── Provided records ──

//! Core types and data structures for lodepool
//!
//! This module defines the block template wire model streamed from the
//! upstream Lodestone node, the fixed-size mineable header derived from
//! it, and the bounded cache of recently distributed mining requests.

use thiserror::Error;

pub mod header;
pub mod template;

// Re-export core types
pub use header::{MineableHeader, GRAFFITI_LEN, GRAFFITI_OFFSET, HEADER_LEN, RANDOMNESS_LEN};
pub use template::{
    BlockTemplate, MiningRequest, MiningRequestCache, PreviousBlockInfo, TemplateHeader,
    MINING_REQUEST_CACHE_CAPACITY,
};

/// A 32-byte hash
pub type Hash = [u8; 32];

/// Header construction and parsing errors
#[derive(Debug, Error)]
pub enum HeaderError {
    /// Serialized header has the wrong length
    #[error("Invalid header length: expected 180 bytes, got {0}")]
    InvalidLength(usize),

    /// Graffiti does not fit the fixed 32-byte window
    #[error("Invalid graffiti: {0} bytes exceeds the 32-byte window")]
    InvalidGraffiti(usize),

    /// A template field failed hex decoding or has the wrong size
    #[error("Invalid template field '{field}': {reason}")]
    InvalidField { field: &'static str, reason: String },
}
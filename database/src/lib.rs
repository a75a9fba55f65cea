//! Share Store for lodepool
//!
//! Durable relational persistence for everything the pool owes its
//! miners: accepted shares, the payout periods they roll into, the
//! pool-credited blocks funding those periods, and the payout
//! transactions that settle them. Uses SQLite with one write
//! transaction per logical mutation; readers observe committed state.

use std::path::PathBuf;
use std::sync::Arc;

use log::{debug, info};
use rusqlite::{params, Connection, OptionalExtension};
use thiserror::Error;
use tokio::sync::Mutex;

/// Share store error types
#[derive(Debug, Error)]
pub enum StoreError {
    /// SQLite error
    #[error("SQLite error: {0}")]
    Sqlite(#[from] rusqlite::Error),

    /// I/O error
    #[error("I/O error: {0}")]
    Io(#[from] std::io::Error),

    /// Not found
    #[error("Not found: {0}")]
    NotFound(String),

    /// A state transition the schema forbids
    #[error("Invalid state: {0}")]
    InvalidState(String),
}

/// An accepted share
#[derive(Debug, Clone, PartialEq, Eq)]
pub struct Share {
    pub id: i64,
    pub payout_period_id: i64,
    pub public_address: String,
    pub created_at_ms: i64,
    pub payout_transaction_id: Option<i64>,
}

/// A time-bounded accumulation window for shares
#[derive(Debug, Clone, PartialEq, Eq)]
pub struct PayoutPeriod {
    pub id: i64,
    pub start_ms: i64,
    /// `None` while the period is open
    pub end_ms: Option<i64>,
}

/// A block the pool found and was credited for
#[derive(Debug, Clone, PartialEq, Eq)]
pub struct PoolBlock {
    pub id: i64,
    pub payout_period_id: i64,
    pub sequence: u32,
    pub hash: String,
    pub miner_reward: u64,
    pub main: bool,
    pub confirmed: bool,
}

/// An on-chain payout transaction
#[derive(Debug, Clone, PartialEq, Eq)]
pub struct PayoutTransaction {
    pub id: i64,
    pub payout_period_id: i64,
    pub hash: String,
    pub confirmed: bool,
    pub expired: bool,
}

/// An address owed payment, with its share count in a period
#[derive(Debug, Clone, PartialEq, Eq)]
pub struct PayoutAddress {
    pub public_address: String,
    pub share_count: u64,
}

/// SQLite-backed share store
pub struct ShareStore {
    /// Database connection; writes are serialized through this lock
    conn: Arc<Mutex<Connection>>,
}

───

→ **What you will do**:
The expected output is the run of lines from the one that includes "pub struct PayoutAddress" through the end of the listing above, exactly as they stand.

→ **Solved problem**:
pub struct PayoutAddress {
    pub public_address: String,
    pub share_count: u64,
}

/// SQLite-backed share store
pub struct ShareStore {
    /// Database connection; writes are serialized through this lock
    conn: Arc<Mutex<Connection>>,
}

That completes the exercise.